(Beginning of Data for processing)
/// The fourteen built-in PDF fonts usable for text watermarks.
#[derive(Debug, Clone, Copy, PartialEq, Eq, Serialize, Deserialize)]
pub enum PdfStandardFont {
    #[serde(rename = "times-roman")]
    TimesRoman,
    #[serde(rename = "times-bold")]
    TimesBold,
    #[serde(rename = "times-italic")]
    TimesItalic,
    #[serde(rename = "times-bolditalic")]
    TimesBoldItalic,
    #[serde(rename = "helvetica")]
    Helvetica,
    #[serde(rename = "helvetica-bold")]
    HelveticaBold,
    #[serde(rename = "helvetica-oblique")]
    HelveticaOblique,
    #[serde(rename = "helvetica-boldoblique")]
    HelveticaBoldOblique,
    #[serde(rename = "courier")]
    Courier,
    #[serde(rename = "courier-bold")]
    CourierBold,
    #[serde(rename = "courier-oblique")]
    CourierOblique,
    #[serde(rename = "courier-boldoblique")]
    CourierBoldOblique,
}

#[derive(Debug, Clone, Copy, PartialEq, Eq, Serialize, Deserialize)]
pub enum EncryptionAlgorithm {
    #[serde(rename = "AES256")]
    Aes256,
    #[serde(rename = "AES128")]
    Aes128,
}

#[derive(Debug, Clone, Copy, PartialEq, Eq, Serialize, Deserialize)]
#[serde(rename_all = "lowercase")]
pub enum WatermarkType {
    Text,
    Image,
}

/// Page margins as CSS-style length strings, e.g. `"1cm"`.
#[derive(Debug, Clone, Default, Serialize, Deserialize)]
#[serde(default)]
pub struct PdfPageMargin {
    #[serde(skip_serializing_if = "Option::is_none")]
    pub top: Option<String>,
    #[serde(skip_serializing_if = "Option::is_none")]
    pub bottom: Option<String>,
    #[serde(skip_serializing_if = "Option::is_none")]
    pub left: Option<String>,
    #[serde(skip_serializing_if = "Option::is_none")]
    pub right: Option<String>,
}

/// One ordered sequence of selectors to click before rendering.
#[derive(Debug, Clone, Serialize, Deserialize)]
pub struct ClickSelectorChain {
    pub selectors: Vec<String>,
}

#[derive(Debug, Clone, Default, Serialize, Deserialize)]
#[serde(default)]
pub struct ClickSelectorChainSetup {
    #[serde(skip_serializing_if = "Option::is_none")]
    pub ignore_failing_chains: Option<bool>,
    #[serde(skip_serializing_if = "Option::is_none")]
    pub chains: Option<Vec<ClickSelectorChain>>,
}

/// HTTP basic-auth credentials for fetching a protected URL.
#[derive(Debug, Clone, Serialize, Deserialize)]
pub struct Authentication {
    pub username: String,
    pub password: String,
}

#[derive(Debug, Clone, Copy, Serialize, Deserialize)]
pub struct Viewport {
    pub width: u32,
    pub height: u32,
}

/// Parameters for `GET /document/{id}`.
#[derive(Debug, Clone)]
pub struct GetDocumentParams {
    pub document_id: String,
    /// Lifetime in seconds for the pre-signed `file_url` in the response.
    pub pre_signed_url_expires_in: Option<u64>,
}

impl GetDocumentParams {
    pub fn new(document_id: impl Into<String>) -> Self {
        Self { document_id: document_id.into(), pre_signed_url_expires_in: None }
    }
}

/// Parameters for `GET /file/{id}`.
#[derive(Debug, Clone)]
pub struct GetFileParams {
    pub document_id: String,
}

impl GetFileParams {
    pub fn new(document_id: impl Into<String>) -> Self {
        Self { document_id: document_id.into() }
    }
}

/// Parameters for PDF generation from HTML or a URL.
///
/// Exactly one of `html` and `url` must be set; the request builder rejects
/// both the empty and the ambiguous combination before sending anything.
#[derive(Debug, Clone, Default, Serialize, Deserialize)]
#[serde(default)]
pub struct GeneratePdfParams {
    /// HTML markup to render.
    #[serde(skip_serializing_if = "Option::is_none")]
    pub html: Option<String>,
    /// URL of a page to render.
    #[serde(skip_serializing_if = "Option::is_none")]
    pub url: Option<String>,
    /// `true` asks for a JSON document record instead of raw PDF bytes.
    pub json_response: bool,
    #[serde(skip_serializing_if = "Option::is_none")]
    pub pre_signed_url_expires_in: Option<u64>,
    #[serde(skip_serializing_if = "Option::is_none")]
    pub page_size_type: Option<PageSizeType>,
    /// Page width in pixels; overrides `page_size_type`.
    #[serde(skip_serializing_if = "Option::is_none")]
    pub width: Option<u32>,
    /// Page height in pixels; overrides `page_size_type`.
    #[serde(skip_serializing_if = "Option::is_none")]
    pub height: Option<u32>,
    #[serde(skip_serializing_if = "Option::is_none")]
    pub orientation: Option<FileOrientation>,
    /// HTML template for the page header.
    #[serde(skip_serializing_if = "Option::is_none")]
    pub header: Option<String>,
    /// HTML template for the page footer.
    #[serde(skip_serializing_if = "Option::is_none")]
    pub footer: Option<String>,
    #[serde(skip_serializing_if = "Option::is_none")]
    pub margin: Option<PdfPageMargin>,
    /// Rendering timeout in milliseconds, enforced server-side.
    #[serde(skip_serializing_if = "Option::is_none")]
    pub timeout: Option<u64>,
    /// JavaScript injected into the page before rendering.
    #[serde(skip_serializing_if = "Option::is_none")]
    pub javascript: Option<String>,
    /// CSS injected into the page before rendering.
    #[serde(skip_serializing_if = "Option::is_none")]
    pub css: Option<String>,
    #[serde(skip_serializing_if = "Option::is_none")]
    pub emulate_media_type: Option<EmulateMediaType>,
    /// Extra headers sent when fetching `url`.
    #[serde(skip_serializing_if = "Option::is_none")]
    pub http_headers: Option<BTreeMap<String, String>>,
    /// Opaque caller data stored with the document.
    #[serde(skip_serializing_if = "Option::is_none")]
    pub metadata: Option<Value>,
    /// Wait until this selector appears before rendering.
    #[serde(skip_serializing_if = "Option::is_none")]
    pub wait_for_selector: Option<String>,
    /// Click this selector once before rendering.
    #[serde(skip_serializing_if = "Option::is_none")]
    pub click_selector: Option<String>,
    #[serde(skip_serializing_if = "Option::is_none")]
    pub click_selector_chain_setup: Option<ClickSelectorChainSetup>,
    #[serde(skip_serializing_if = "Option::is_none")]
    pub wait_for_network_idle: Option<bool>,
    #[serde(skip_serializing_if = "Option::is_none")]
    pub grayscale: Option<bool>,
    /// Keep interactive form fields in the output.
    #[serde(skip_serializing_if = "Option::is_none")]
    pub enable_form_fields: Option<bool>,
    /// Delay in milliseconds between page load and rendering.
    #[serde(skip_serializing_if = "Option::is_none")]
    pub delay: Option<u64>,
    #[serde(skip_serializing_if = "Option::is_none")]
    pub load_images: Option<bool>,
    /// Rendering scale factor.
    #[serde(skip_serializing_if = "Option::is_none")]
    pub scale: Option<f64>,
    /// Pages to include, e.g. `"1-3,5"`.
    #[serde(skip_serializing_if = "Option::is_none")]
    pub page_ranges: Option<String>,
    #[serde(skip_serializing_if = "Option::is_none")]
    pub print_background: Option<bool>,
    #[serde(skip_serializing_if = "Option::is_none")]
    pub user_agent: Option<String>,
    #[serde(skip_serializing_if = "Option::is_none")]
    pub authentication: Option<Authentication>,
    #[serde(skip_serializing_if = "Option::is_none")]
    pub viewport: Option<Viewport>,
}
(End of Data for processing)
_To do:_ So that no detail is lost, give every line of the data again exactly.

_Written response:_
/// The fourteen built-in PDF fonts usable for text watermarks.
#[derive(Debug, Clone, Copy, PartialEq, Eq, Serialize, Deserialize)]
pub enum PdfStandardFont {
    #[serde(rename = "times-roman")]
    TimesRoman,
    #[serde(rename = "times-bold")]
    TimesBold,
    #[serde(rename = "times-italic")]
    TimesItalic,
    #[serde(rename = "times-bolditalic")]
    TimesBoldItalic,
    #[serde(rename = "helvetica")]
    Helvetica,
    #[serde(rename = "helvetica-bold")]
    HelveticaBold,
    #[serde(rename = "helvetica-oblique")]
    HelveticaOblique,
    #[serde(rename = "helvetica-boldoblique")]
    HelveticaBoldOblique,
    #[serde(rename = "courier")]
    Courier,
    #[serde(rename = "courier-bold")]
    CourierBold,
    #[serde(rename = "courier-oblique")]
    CourierOblique,
    #[serde(rename = "courier-boldoblique")]
    CourierBoldOblique,
}

#[derive(Debug, Clone, Copy, PartialEq, Eq, Serialize, Deserialize)]
pub enum EncryptionAlgorithm {
    #[serde(rename = "AES256")]
    Aes256,
    #[serde(rename = "AES128")]
    Aes128,
}

#[derive(Debug, Clone, Copy, PartialEq, Eq, Serialize, Deserialize)]
#[serde(rename_all = "lowercase")]
pub enum WatermarkType {
    Text,
    Image,
}

/// Page margins as CSS-style length strings, e.g. `"1cm"`.
#[derive(Debug, Clone, Default, Serialize, Deserialize)]
#[serde(default)]
pub struct PdfPageMargin {
    #[serde(skip_serializing_if = "Option::is_none")]
    pub top: Option<String>,
    #[serde(skip_serializing_if = "Option::is_none")]
    pub bottom: Option<String>,
    #[serde(skip_serializing_if = "Option::is_none")]
    pub left: Option<String>,
    #[serde(skip_serializing_if = "Option::is_none")]
    pub right: Option<String>,
}

/// One ordered sequence of selectors to click before rendering.
#[derive(Debug, Clone, Serialize, Deserialize)]
pub struct ClickSelectorChain {
    pub selectors: Vec<String>,
}

#[derive(Debug, Clone, Default, Serialize, Deserialize)]
#[serde(default)]
pub struct ClickSelectorChainSetup {
    #[serde(skip_serializing_if = "Option::is_none")]
    pub ignore_failing_chains: Option<bool>,
    #[serde(skip_serializing_if = "Option::is_none")]
    pub chains: Option<Vec<ClickSelectorChain>>,
}

/// HTTP basic-auth credentials for fetching a protected URL.
#[derive(Debug, Clone, Serialize, Deserialize)]
pub struct Authentication {
    pub username: String,
    pub password: String,
}

#[derive(Debug, Clone, Copy, Serialize, Deserialize)]
pub struct Viewport {
    pub width: u32,
    pub height: u32,
}

/// Parameters for `GET /document/{id}`.
#[derive(Debug, Clone)]
pub struct GetDocumentParams {
    pub document_id: String,
    /// Lifetime in seconds for the pre-signed `file_url` in the response.
    pub pre_signed_url_expires_in: Option<u64>,
}

impl GetDocumentParams {
    pub fn new(document_id: impl Into<String>) -> Self {
        Self { document_id: document_id.into(), pre_signed_url_expires_in: None }
    }
}

/// Parameters for `GET /file/{id}`.
#[derive(Debug, Clone)]
pub struct GetFileParams {
    pub document_id: String,
}

impl GetFileParams {
    pub fn new(document_id: impl Into<String>) -> Self {
        Self { document_id: document_id.into() }
    }
}

/// Parameters for PDF generation from HTML or a URL.
///
/// Exactly one of `html` and `url` must be set; the request builder rejects
/// both the empty and the ambiguous combination before sending anything.
#[derive(Debug, Clone, Default, Serialize, Deserialize)]
#[serde(default)]
pub struct GeneratePdfParams {
    /// HTML markup to render.
    #[serde(skip_serializing_if = "Option::is_none")]
    pub html: Option<String>,
    /// URL of a page to render.
    #[serde(skip_serializing_if = "Option::is_none")]
    pub url: Option<String>,
    /// `true` asks for a JSON document record instead of raw PDF bytes.
    pub json_response: bool,
    #[serde(skip_serializing_if = "Option::is_none")]
    pub pre_signed_url_expires_in: Option<u64>,
    #[serde(skip_serializing_if = "Option::is_none")]
    pub page_size_type: Option<PageSizeType>,
    /// Page width in pixels; overrides `page_size_type`.
    #[serde(skip_serializing_if = "Option::is_none")]
    pub width: Option<u32>,
    /// Page height in pixels; overrides `page_size_type`.
    #[serde(skip_serializing_if = "Option::is_none")]
    pub height: Option<u32>,
    #[serde(skip_serializing_if = "Option::is_none")]
    pub orientation: Option<FileOrientation>,
    /// HTML template for the page header.
    #[serde(skip_serializing_if = "Option::is_none")]
    pub header: Option<String>,
    /// HTML template for the page footer.
    #[serde(skip_serializing_if = "Option::is_none")]
    pub footer: Option<String>,
    #[serde(skip_serializing_if = "Option::is_none")]
    pub margin: Option<PdfPageMargin>,
    /// Rendering timeout in milliseconds, enforced server-side.
    #[serde(skip_serializing_if = "Option::is_none")]
    pub timeout: Option<u64>,
    /// JavaScript injected into the page before rendering.
    #[serde(skip_serializing_if = "Option::is_none")]
    pub javascript: Option<String>,
    /// CSS injected into the page before rendering.
    #[serde(skip_serializing_if = "Option::is_none")]
    pub css: Option<String>,
    #[serde(skip_serializing_if = "Option::is_none")]
    pub emulate_media_type: Option<EmulateMediaType>,
    /// Extra headers sent when fetching `url`.
    #[serde(skip_serializing_if = "Option::is_none")]
    pub http_headers: Option<BTreeMap<String, String>>,
    /// Opaque caller data stored with the document.
    #[serde(skip_serializing_if = "Option::is_none")]
    pub metadata: Option<Value>,
    /// Wait until this selector appears before rendering.
    #[serde(skip_serializing_if = "Option::is_none")]
    pub wait_for_selector: Option<String>,
    /// Click this selector once before rendering.
    #[serde(skip_serializing_if = "Option::is_none")]
    pub click_selector: Option<String>,
    #[serde(skip_serializing_if = "Option::is_none")]
    pub click_selector_chain_setup: Option<ClickSelectorChainSetup>,
    #[serde(skip_serializing_if = "Option::is_none")]
    pub wait_for_network_idle: Option<bool>,
    #[serde(skip_serializing_if = "Option::is_none")]
    pub grayscale: Option<bool>,
    /// Keep interactive form fields in the output.
    #[serde(skip_serializing_if = "Option::is_none")]
    pub enable_form_fields: Option<bool>,
    /// Delay in milliseconds between page load and rendering.
    #[serde(skip_serializing_if = "Option::is_none")]
    pub delay: Option<u64>,
    #[serde(skip_serializing_if = "Option::is_none")]
    pub load_images: Option<bool>,
    /// Rendering scale factor.
    #[serde(skip_serializing_if = "Option::is_none")]
    pub scale: Option<f64>,
    /// Pages to include, e.g. `"1-3,5"`.
    #[serde(skip_serializing_if = "Option::is_none")]
    pub page_ranges: Option<String>,
    #[serde(skip_serializing_if = "Option::is_none")]
    pub print_background: Option<bool>,
    #[serde(skip_serializing_if = "Option::is_none")]
    pub user_agent: Option<String>,
    #[serde(skip_serializing_if = "Option::is_none")]
    pub authentication: Option<Authentication>,
    #[serde(skip_serializing_if = "Option::is_none")]
    pub viewport: Option<Viewport>,
}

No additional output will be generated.